Arthur Kennickell is publishing an update for 2010, to show how the "Big Recession" affected Americans. Be prepared for even worse news than this graph.

The basic truth is that the top 2% of the population owns 50% of all US wealth. And 50% (half the population) has 2% of the wealth...or essentially stone poor.

Welcome to America.

JP

The way out is to continue somewhat down the path we were on. Although scary, I can assure you that the a wealth distribution grap like that would look even scarier if you look at countries that don't employ some form of capitalism or before capitalism. Currently, I would fit in the bottom 50%. By the end of next year my wife and I will have moved into the next 4o%. That will allow us to move higher.
I do think we should tax the top top tier a little more, but we need to have a clear purpose and justification other wise it's a slippery slope to all out class warfare.

Andy

You left out that union groups can now give carte blanche to democrats as well. Something President Obama doesn't mention when he talks about that ruling. Very interesting...

Quinton

That is because it isn't particularly relevant. Unions represent approximately 1 in ten in the workforce, and they are heavily concentrated in a few industries. They are no longer the political counter weight to corporations that they were in the past. Unions have been on a steady decline whereas the political power of the most wealthy corporations and individuals has been rising consistently for thirty years. That isn't to say that the decision is solely to the benefit of one party. Democrats have a number of wealthy members as well who I'm sure will do their best to effect the political process. Unions, however, are at best diminished and at this point more of a conservative bugaboo than an effective political force

Andy

I think Richard Trumka would disagree with you.

Quinton

I'm sure he would, as his salary and livelihood depend on the opposite being true. That doesn't make him any more right. Scott Walker, though, may disagree and we'll find out in the next election if Unions have any more political power.

J Webb

You do understand that the Court ruling applied to unions as well.

Colin

Rich people -- you mean like all of those self-funded candidates in the last election like McMahon and Whitman who spent gobs of money to little avail? In WI, where about the only self-funded candidate actually won, Feingold conceded after the race that even if he had another $10 million he still would have lost and money wasn't the decisive factor.

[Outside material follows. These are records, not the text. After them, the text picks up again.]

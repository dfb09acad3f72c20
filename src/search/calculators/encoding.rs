//! Categorical-encoding calculator: unconditional best-of-N per column

use crate::dataset;
use crate::error::Result;
use crate::search::calculators::ParamCalculator;
use crate::search::{evaluate_model, SearchContext};
use crate::transforms::{
    CategoricalEncoding, EncodingMethod, EncodingParams, Transform, TransformSpec,
};
use ndarray::Array1;
use polars::prelude::*;
use std::collections::BTreeMap;

/// Every categorical column gets its best-scoring encoding among the
/// enumerated options; leaving the column unencoded is not in the search
/// space (an unencoded column is dropped at the numeric boundary, which
/// is strictly worse than any encoding worth its name).
#[derive(Debug, Clone, Copy, Default)]
pub struct CategoricalEncodingParamCalculator;

impl CategoricalEncodingParamCalculator {
    const BASE_ENCODINGS: [EncodingMethod; 6] = [
        EncodingMethod::Binary,
        EncodingMethod::Count,
        EncodingMethod::Hashing,
        EncodingMethod::Label,
        EncodingMethod::Loo,
        EncodingMethod::Target,
    ];
    const MAX_DUMMY_CARDINALITY: usize = 15;

    fn encodings_for(x: &DataFrame, column: &str) -> Result<Vec<EncodingMethod>> {
        let mut encodings: Vec<EncodingMethod> = Self::BASE_ENCODINGS.to_vec();
        if dataset::n_unique(x, column)? <= Self::MAX_DUMMY_CARDINALITY {
            encodings.push(EncodingMethod::Dummy);
        }
        Ok(encodings)
    }
}

impl ParamCalculator for CategoricalEncodingParamCalculator {
    fn calculate_best_params(
        &self,
        x: &DataFrame,
        y: &Array1<f64>,
        ctx: &SearchContext,
    ) -> Result<Option<TransformSpec>> {
        let columns = dataset::categorical_columns(x);
        let total = columns.len();
        let mut transformation_options = BTreeMap::new();

        ctx.logger.task_start("Starting categorical encoding search");

        for (i, column) in columns.iter().enumerate() {
            ctx.logger.task_update(&format!(
                "[{}/{total}] Evaluating encodings for column: '{column}'",
                i + 1
            ));

            let mut best_score: Option<f64> = None;
            let mut best: Option<EncodingMethod> = None;

            for encoding in Self::encodings_for(x, column)? {
                let candidate = Transform::CategoricalEncoding(CategoricalEncoding::new(
                    EncodingParams {
                        transformation_options: BTreeMap::from([(column.clone(), encoding)]),
                    },
                ));
                let score = evaluate_model(x, y, ctx, Some(&candidate))?;
                ctx.logger.progress(&format!(
                    "   Tried '{encoding:?}' -> Score: {}",
                    score.map_or("n/a".to_string(), |s| format!("{s:.4}"))
                ));

                if ctx.direction.improved_opt(score, best_score) {
                    best_score = score;
                    best = Some(encoding);
                }
            }

            if let Some(encoding) = best {
                ctx.logger
                    .task_result(&format!("Selected encoding for '{column}': {encoding:?}"));
                transformation_options.insert(column.clone(), encoding);
            }
        }

        if transformation_options.is_empty() {
            ctx.logger.warn("No categorical encodings selected for any column");
            return Ok(None);
        }

        ctx.logger.task_result(&format!(
            "Encoding applied to {} column(s)",
            transformation_options.len()
        ));
        let transform = Transform::CategoricalEncoding(CategoricalEncoding::new(EncodingParams {
            transformation_options,
        }));
        Ok(Some(transform.spec()?))
    }
}

#[cfg(test)]
mod tests {
    use super::*;
    use crate::model::{DecisionTree, Direction, Scoring};
    use crate::search::NoopLogger;

    #[test]
    fn test_categorical_column_always_encoded() {
        // Three-category column fully determines the class label
        let n = 60;
        let categories: Vec<&str> = (0..n)
            .map(|i| match i % 3 {
                0 => "red",
                1 => "green",
                _ => "blue",
            })
            .collect();
        let y: Array1<f64> = (0..n).map(|i| (i % 3 == 0) as u8 as f64).collect();

        let df = DataFrame::new(vec![
            Series::new("color".into(), categories).into(),
        ])
        .unwrap();

        let model = DecisionTree::classifier();
        let logger = NoopLogger;
        let ctx = SearchContext::new(&model, Scoring::Accuracy, Direction::Maximize, &logger);

        let spec = CategoricalEncodingParamCalculator
            .calculate_best_params(&df, &y, &ctx)
            .unwrap()
            .expect("categorical columns always get an encoding");
        assert_eq!(spec.name, "CategoricalEncoding");
    }

    #[test]
    fn test_no_categorical_columns_yields_none() {
        let df = DataFrame::new(vec![
            Series::new("a".into(), (0..10).map(|i| i as f64).collect::<Vec<_>>()).into(),
        ])
        .unwrap();
        let y: Array1<f64> = (0..10).map(|i| i as f64).collect();

        let model = DecisionTree::regressor();
        let logger = NoopLogger;
        let ctx = SearchContext::new(&model, Scoring::R2, Direction::Maximize, &logger);

        let spec = CategoricalEncodingParamCalculator
            .calculate_best_params(&df, &y, &ctx)
            .unwrap();
        assert!(spec.is_none());
    }
}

This notion that $$$=electoral success is more theory than fact.

pawnman

A theory which, correct me if I'm wrong, was debunked to some extent in the first Freakonomics book.

Gordon

Did a tenured professor at a large state university just refer to himself as a "rowboat paddler"?

pablo

It's sort of obvious to analyze the economy as a game - the wealthy have some influence over the rules of the game, succeeding in the game increases their wealth, and accumulated wealth is never redistributed thanks to immortal corporations, low/ineffective estate taxes, etc.

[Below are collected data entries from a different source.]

//! Integration tests: end-to-end `auto_transform` scenarios

use featforge::prelude::*;
use featforge::transforms::{MathOperator, Transform};
use ndarray::Array1;
use polars::prelude::*;

fn pipeline_names(pipeline: &[TransformSpec]) -> Vec<&str> {
    pipeline.iter().map(|s| s.name.as_str()).collect()
}

/// One numeric column with 10% missing values and heavy right skew,
/// regression target: the pipeline must impute that column, and may
/// reshape its distribution only if that strictly improved the score.
#[test]
fn test_skewed_column_with_missing_values() {
    let n = 60;
    let values: Vec<Option<f64>> = (0..n)
        .map(|i| {
            if i % 10 == 0 {
                None
            } else {
                Some(((i % 12) as f64 + 1.0).powi(3))
            }
        })
        .collect();
    let y: Array1<f64> = (0..n)
        .map(|i| {
            let v = ((i % 12) as f64 + 1.0).powi(3);
            v.ln() * 10.0
        })
        .collect();

    let df = DataFrame::new(vec![Series::new("x".into(), values).into()]).unwrap();
    let model = DecisionTree::regressor();

    let pipeline = auto_transform(
        &df,
        &y,
        &model,
        Scoring::NegMeanSquaredError,
        Direction::Maximize,
        None,
        AutoTransformOptions::default(),
    )
    .unwrap();

    let names = pipeline_names(&pipeline);
    assert!(
        names.contains(&"MissingValuesHandler"),
        "imputation must be present, got {names:?}"
    );
    assert_eq!(names[0], "ColumnSelection", "pruning prepends a selector");

    // The imputation covers the skewed column
    let handler_spec = pipeline
        .iter()
        .find(|s| s.name == "MissingValuesHandler")
        .unwrap();
    match Transform::from_spec(handler_spec).unwrap() {
        Transform::MissingValuesHandler(h) => {
            assert!(h.params().transformation_options.contains_key("x"));
        }
        _ => unreachable!(),
    }
}

/// Categorical column with 3 unique values and a classification target:
/// the encoding family is unconditional best-of-N, so an encoding spec is
/// always present.
#[test]
fn test_categorical_column_always_encoded() {
    let n = 60;
    let categories: Vec<&str> = (0..n)
        .map(|i| match i % 3 {
            0 => "red",
            1 => "green",
            _ => "blue",
        })
        .collect();
    let noise: Vec<f64> = (0..n).map(|i| ((i * 17) % 23) as f64).collect();
    let y: Array1<f64> = (0..n).map(|i| (i % 3 == 0) as u8 as f64).collect();

    let df = DataFrame::new(vec![
        Series::new("color".into(), categories).into(),
        Series::new("noise".into(), noise).into(),
    ])
    .unwrap();
    let model = DecisionTree::classifier();

    let pipeline = auto_transform(
        &df,
        &y,
        &model,
        Scoring::Accuracy,
        Direction::Maximize,
        None,
        AutoTransformOptions::default(),
    )
    .unwrap();

    let names = pipeline_names(&pipeline);
    assert!(
        names.contains(&"CategoricalEncoding"),
        "encoding must always be selected, got {names:?}"
    );
}

/// Two numeric columns whose product is highly predictive while neither
/// is alone: the mathematical-operations stage must discover (a, b,
/// multiply).
#[test]
fn test_interaction_discovery() {
    let n = 80;
    let a: Vec<f64> = (0..n).map(|i| ((i * 7) % 13) as f64 - 6.0).collect();
    let b: Vec<f64> = (0..n).map(|i| ((i * 11) % 17) as f64 - 8.0).collect();
    let y: Array1<f64> = a.iter().zip(b.iter()).map(|(x, z)| x * z).collect();

    let df = DataFrame::new(vec![
        Series::new("a".into(), a).into(),
        Series::new("b".into(), b).into(),
    ])
    .unwrap();
    let model = DecisionTree::regressor().with_max_depth(4);

    let pipeline = auto_transform(
        &df,
        &y,
        &model,
        Scoring::R2,
        Direction::Maximize,
        None,
        AutoTransformOptions::default(),
    )
    .unwrap();

    let math_spec = pipeline
        .iter()
        .find(|s| s.name == "MathematicalOperations")
        .expect("a*b interaction should be in the pipeline");

    match Transform::from_spec(math_spec).unwrap() {
        Transform::MathematicalOperations(m) => {
            assert!(m.params().operations_options.contains(&(
                "a".to_string(),
                "b".to_string(),
                MathOperator::Multiply
            )));
        }
        _ => unreachable!(),
    }
}

/// The emitted pipeline applies cleanly, front to back, to the original
/// frame, and every column any spec references is reachable from the
/// prepended selector's columns.
#[test]
fn test_pipeline_replays_on_original_data() {
    let n = 50;
    let a: Vec<f64> = (0..n).map(|i| i as f64).collect();
    let b: Vec<f64> = (0..n).map(|i| ((i * 3) % 11) as f64).collect();
    let y: Array1<f64> = a.iter().zip(b.iter()).map(|(x, z)| x * 2.0 + z).collect();

    let df = DataFrame::new(vec![
        Series::new("a".into(), a).into(),
        Series::new("b".into(), b).into(),
    ])
    .unwrap();
    let model = DecisionTree::regressor();

    let pipeline = auto_transform(
        &df,
        &y,
        &model,
        Scoring::R2,
        Direction::Maximize,
        None,
        AutoTransformOptions::default(),
    )
    .unwrap();

    // Replay: every stage fits and transforms without touching a column
    // that does not exist at that point.
    let mut current = df.clone();
    for spec in &pipeline {
        let mut transform = Transform::from_spec(spec).unwrap();
        current = transform
            .fit_transform(&current, Some(&y))
            .unwrap_or_else(|e| panic!("{} failed to replay: {e}", spec.name));
    }
    assert!(current.width() > 0);
    assert_eq!(current.height(), n);
}

/// Identical seeds and inputs reproduce the identical pipeline.
#[test]
fn test_search_is_reproducible() {
    let n = 40;
    let a: Vec<f64> = (0..n).map(|i| i as f64).collect();
    let y: Array1<f64> = a.iter().map(|v| v * 3.0 + 1.0).collect();
    let df = DataFrame::new(vec![Series::new("a".into(), a).into()]).unwrap();
    let model = DecisionTree::regressor();

    let run = || {
        auto_transform(
            &df,
            &y,
            &model,
            Scoring::R2,
            Direction::Maximize,
            None,
            AutoTransformOptions::default(),
        )
        .unwrap()
    };

    assert_eq!(run(), run());
}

The outcome of any game thus organized should be immediately obvious, and the choices for fixing it include preventing inheritance of significant wealth and/or eliminating the connection between wealth and political power.

RogerP

Colin wrote:

"Feingold conceded after the race that even if he had another $10 million he still would have lost and money wasn’t the decisive factor"

Of course, if he'd read Freakonomics he would have known that before spending anything.

Gary

You ultimately can't repeal the Constructal Law.

http://www.constructal.org/

RogerP

Regarding Eric M Jones' contribution, surely such unequal distribution of wealth would be reported as a high Gini Coefficient?

We are continually being told that South Africa has the highest Gini Coefficient in the world, but Eric's link seems to knock that into a cocked hat.

James

The point that's always missed in these sorts of discussions is that it's not primarily a matter of the rich getting richer. If you look at e.g. the Forbes 400 list of richest Americans, you'll see that the majority of the wealth represented there - the Microsofts, Amazons, Facebooks, and even WalMarts - is wealth that didn't exist a generation ago. (And for every Bill Gates, there are hundreds or perhaps thousands of "Microsoft millionaires".) Most of the rest - the hedge funds and such - is likewise new wealth that was snatched out of the stream by people who didn't create it.

For the rest of the population: if you do just what your parents did (work that assembly-line or office job), and spend all your income on lifestyle, why should you expect to be richer than your parents?

pablo

"For the rest of the population: if you do just what your parents did (work that assembly-line or office job), and spend all your income on lifestyle, why should you expect to be richer than your parents?"

Perhaps your question should be: if you just do nothing, but your parents were rich, why should you expect to be richer than the billions of people who work?

pawnman

But his point is that most of the folks on the Forbes 400 didn't get there through inherited wealth. Further, if I work to establish a successful company as Gates or Buffett did, why SHOULDN'T I have the ability to give my kids a better start in life than I had?

Ryan

Not a lot of people are begrudging the Bill Gates, Steve Jobs or even Mark Zuckerbergs of the world because of their money. (There's plenty else to begrudge those 3 about! privacy, openness, patent trolling, etc.) I don't even

Most people are begrudging two categories of billionaires mostly, the bankers that blew up the world and got to keep all the profits, and oil industry execs who make a killing on pumping and selling a limited resource to us for ridiculous margins, a resource we all technically should all collectively own a greater share of as they didn't invest in dinosaurs 65 million years ago to my knowledge.

John B

It should be noted that the greatest increase in the gap between rich and poor happened under the Obama administration with Democrats controlling both houses of Congress.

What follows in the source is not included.